Lo más interesante en La Révolution rusee vue par une Française es el entusiasmo, mítico y mitificante de la periodista por la caída de los Romanov. Estamos en la fuente, pareciera ser, de la empatía declarada desde el principio entre las revoluciones francesa y rusa, que de tanta utilidad le fue después a la propaganda bolchevique. Markovitch, admiradora de la zarina, su benefactora, no puede contener su entusiasmo por estar viviendo, “la ebriedad y la grandeza” de un momento histórico sólo similar, dice, a 1789. Además, cómo lo explica Olivier Cariguel, editor del rescate, se las arregla para escribir a contracorriente: dada la alianza militar imperante entre Rusia y Francia, todo cuanto enviase Markovitch desde el frente era sometido en París a la censura para evitar cualquier impresión, en los lectores, de derrotismo.

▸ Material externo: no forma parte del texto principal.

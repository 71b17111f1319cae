//! Built-in types every VM starts with

use graft_bytecode::descriptor::{CONSTRUCTOR_NAME, OBJECT, STRING, THROWABLE, VOID_DESCRIPTOR};
use graft_bytecode::{access, Insn, MemberRef, TypeBuilder, TypeNode};

/// Name of the message field of `std/Throwable`
pub const MESSAGE_FIELD: &str = "message";

fn object_init() -> Insn {
    Insn::Invokespecial(MemberRef::new(OBJECT, CONSTRUCTOR_NAME, VOID_DESCRIPTOR))
}

/// `std/Object` and `std/Throwable`, in load order
pub fn types() -> Vec<TypeNode> {
    let string = format!("L{};", STRING);
    let message = MemberRef::new(THROWABLE, MESSAGE_FIELD, string.clone());

    let object = TypeBuilder::new(OBJECT)
        .super_type(None)
        .method(access::PUBLIC, CONSTRUCTOR_NAME, VOID_DESCRIPTOR, |m| {
            m.emit(Insn::Return);
        })
        .build();

    let throwable = TypeBuilder::new(THROWABLE)
        .field(access::PRIVATE, MESSAGE_FIELD, &string)
        .method(access::PUBLIC, CONSTRUCTOR_NAME, VOID_DESCRIPTOR, |m| {
            m.emit(Insn::Aload(0)).emit(object_init()).emit(Insn::Return);
        })
        .method(
            access::PUBLIC,
            CONSTRUCTOR_NAME,
            &format!("({})V", string),
            |m| {
                m.emit(Insn::Aload(0))
                    .emit(object_init())
                    .emit(Insn::Aload(0))
                    .emit(Insn::Aload(1))
                    .emit(Insn::Putfield(message.clone()))
                    .emit(Insn::Return);
            },
        )
        .method(access::PUBLIC, "getMessage", &format!("(){}", string), |m| {
            m.emit(Insn::Aload(0))
                .emit(Insn::Getfield(message.clone()))
                .emit(Insn::Areturn);
        })
        .build();

    vec![object, throwable]
}

#[cfg(test)]
mod tests {
    use super::*;
    use graft_bytecode::verify_type;

    #[test]
    fn test_builtins_verify() {
        for node in types() {
            assert_eq!(verify_type(&node), Ok(()), "{}", node.header.name);
        }
    }
}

Sólo teme, por patriotismo francés, que la salida de Rusia de la Primera Guerra mundial en curso deje a Francia indefensa ante los imperios centrales, divido el corazón de Markovitch entre sus orígenes y su patria de adopción. Por ello ve con enorme simpatía a Alexandr Kérenski, el líder socialista revolucionario del gobierno provisional, a quien entrevistó, cuya obcecación por mantener a Rusia en el conflicto le costó el poder.

Fue testigo presencial la periodista del único duelo dialéctico entre Kérenski y Lenin, paisanos, ocurrido en el Congreso de los Soviets de todas las Rusias, en julio de 1917, cuando, estando el presidente en la tribuna fue interrumpido varias veces por el jefe de los “maximalistas”, como eran entonces mejor conocidos los bolcheviques. La imagen de Lenin —acompañado en la escena por Nadezhda Krúpskaya, su fiel esposa—, descrita por Markovitch no es distinta a la que dibujó tiempo después Curzio Malaparte, acaso lector de la prensa parisina donde aparecían los reportajes de nuestra enviada. Es, leemos en La Révolution Rusee vue par une Française (que alcanzó a publicarse como libro en 1918), el retrato de Lenin como un hombre pequeño, elegante sin distinción, el cual, incluso visto desde la tribuna, sobresalía más por su palidez que por su barba negra bien cortada y sus brillantes mancuernillas.

Irónico, mal orador y demagogo pero maestro en dominar el fanatismo de su gente, según Markovitch, Lenin no es nadie frente a Kérenski, quien, junto a sus aliados mencheviques, lo refuta en público. Pero Marylie Markovitch se estaba yendo de Petrogrado sin enterarse de que, cambiando el curso del siglo XX, el falso profeta era Kérenski y no Lenin, quien se convertiría, primero, en el hombre de la hora y luego, en el oscuro ícono del siglo.